Inspections of the facility in September 2010 identified shortcomings in contamination-prevention procedures. Sanofi responded in October 2010 and January 2011 but the US Food and Drug Administration still has concerns and on February 9 sent a warning letter to the German facility.
Failure to establish or follow “appropriate written procedures designed to prevent microbiological contamination of drug products purporting to be sterile” is the first issue raised in the warning letter.
Sterility testing of Apidra (insulin glulisine), a single lot of which was voluntarily recalled in 2010, is the focus of some of these concerns. In June Sanofi failed to identify the organisms recovered from a sterility test for Apidra lot #OF100, according to the FDA.
Failure to identify organisms recovered from a sterility test was also discussed during a December 2008 FDA inspection. Identification of organisms is “a fundamental part of any investigation of environmental or personnel monitoring excursions”, says the FDA.
Sanofi said it "has moved quickly to address issues raised" by the FDA and expects to fully address the agency’s concerns “in a timely manner”.
Failure to establish “separate or defined areas or such other control systems as necessary to prevent contamination or mix-ups during aseptic processing” is another issue in the warning letter.
Examples of this include unacceptable airflow velocity in critical aseptic processing areas and lack of assurance that environmental contaminants are reliably detected. The FDA says collecting samples from operators’ left and right gloves on alternate days is unacceptable.

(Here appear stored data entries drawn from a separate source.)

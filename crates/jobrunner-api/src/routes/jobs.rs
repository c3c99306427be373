//! Job submission and retrieval endpoints.

use axum::extract::{Path, State};
use axum::http::StatusCode;
use axum::routing::{get, post};
use axum::{Json, Router};
use serde::{Deserialize, Serialize};
use serde_json::Value;
use uuid::Uuid;

use crate::AppState;
use crate::error::ApiError;
use crate::service::CreateJob;
use jobrunner_db::{Job, JobStatus};

pub fn router() -> Router<AppState> {
    Router::new()
        .route("/", post(create_job))
        .route("/{id}", get(get_job))
        .route("/{id}/result", get(get_job_result))
}

#[derive(Debug, Deserialize)]
struct CreateJobRequest {
    #[serde(rename = "type")]
    job_type: String,
    /// 0 = low, 1 = normal, 2 = high; anything else falls back to normal.
    priority: Option<i32>,
    input: Option<Value>,
}

#[derive(Debug, Serialize)]
struct CreateJobResponse {
    id: String,
}

#[derive(Debug, Serialize)]
struct JobResponse {
    id: String,
    #[serde(rename = "type")]
    job_type: String,
    status: JobStatus,
    priority: i32,
    input: Value,
    #[serde(skip_serializing_if = "Option::is_none")]
    output: Option<Value>,
    #[serde(skip_serializing_if = "Option::is_none")]
    error: Option<String>,
    created_at: String,
    updated_at: String,
}

impl From<Job> for JobResponse {
    fn from(job: Job) -> Self {
        // The output is only surfaced once the job is done.
        let output = (job.status == JobStatus::Done).then_some(job.output).flatten();
        Self {
            id: job.id.to_string(),
            job_type: job.job_type,
            status: job.status,
            priority: job.priority,
            input: job.input,
            output,
            error: job.error,
            created_at: job.created_at.to_rfc3339(),
            updated_at: job.updated_at.to_rfc3339(),
        }
    }
}

async fn create_job(
    State(state): State<AppState>,
    Json(req): Json<CreateJobRequest>,
) -> Result<(StatusCode, Json<CreateJobResponse>), ApiError> {
    let id = state
        .jobs
        .create_job(CreateJob {
            job_type: req.job_type,
            priority: req.priority,
            input: req.input,
        })
        .await?;
    Ok((
        StatusCode::CREATED,
        Json(CreateJobResponse { id: id.to_string() }),
    ))
}

async fn get_job(
    State(state): State<AppState>,
    Path(id): Path<Uuid>,
) -> Result<Json<JobResponse>, ApiError> {
    let job = state.jobs.get_job(id).await?;
    Ok(Json(job.into()))
}

async fn get_job_result(
    State(state): State<AppState>,
    Path(id): Path<Uuid>,
) -> Result<Json<Value>, ApiError> {
    let job = state.jobs.get_job(id).await?;
    if job.status != JobStatus::Done {
        return Err(ApiError::Conflict("job not done".to_string()));
    }
    Ok(Json(job.output.unwrap_or_else(|| serde_json::json!({}))))
}
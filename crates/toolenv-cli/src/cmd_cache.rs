// Copyright (c) Contributors to the SPK project.
// SPDX-License-Identifier: Apache-2.0

//! Implementation of the `toolenv cache` command.

use clap::Args;
use colored::Colorize;
use miette::Result;

/// List cache entries
#[derive(Debug, Args)]
pub struct CmdCache {
    /// Show the contexts referencing each entry
    #[clap(long)]
    references: bool,

    #[clap(flatten)]
    config: crate::ConfigFlags,
}

impl CmdCache {
    pub async fn run(&mut self) -> Result<i32> {
        let config = self.config.load()?;
        let cache = config.cache();
        let entries = cache.entries()?;

        println!(
            "{} {}",
            "Cache:".bold(),
            cache.root().display().to_string().cyan()
        );
        println!();
        if entries.is_empty() {
            println!("  {}", "(empty)".dimmed());
        }
        for entry in &entries {
            let refs = entry.references.len();
            let refs = if refs == 0 {
                "unreferenced".yellow()
            } else {
                format!("{refs} context(s)").normal()
            };
            let platform = entry
                .platform
                .map(|p| p.to_string())
                .unwrap_or_default();
            println!(
                "  {} {} {} {}",
                entry.id.to_string().green(),
                entry.installed_at.format("%Y-%m-%d %H:%M"),
                platform.dimmed(),
                refs
            );
            if self.references {
                for context in &entry.references {
                    println!("      {}", context.display());
                }
            }
        }

        println!();
        println!("Total: {} entr{}", entries.len(), if entries.len() == 1 { "y" } else { "ies" });
        Ok(0)
    }
}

Finally, the FDA says: “[Sanofi] failed to ensure that each person engaged in the manufacture, processing, packing, or holding of a drug product has the education, training, and experience, or any combination thereof, to enable that person to perform the assigned functions.”
Adverse event reporting
Sanofi received another FDA warning letter, dated January 28, for failing to comply with postmarketing adverse event reporting requirements. Since receiving a 483 in May 2010 Sanofi has sent three responses to the FDA but the agency believes corrective actions are inadequate.
“Failure to review, evaluate, and submit adverse drug experience (ADE) reports that are both serious and unexpected to FDA within 15 calendar days of initial receipt of the information",is one of the FDA concerns.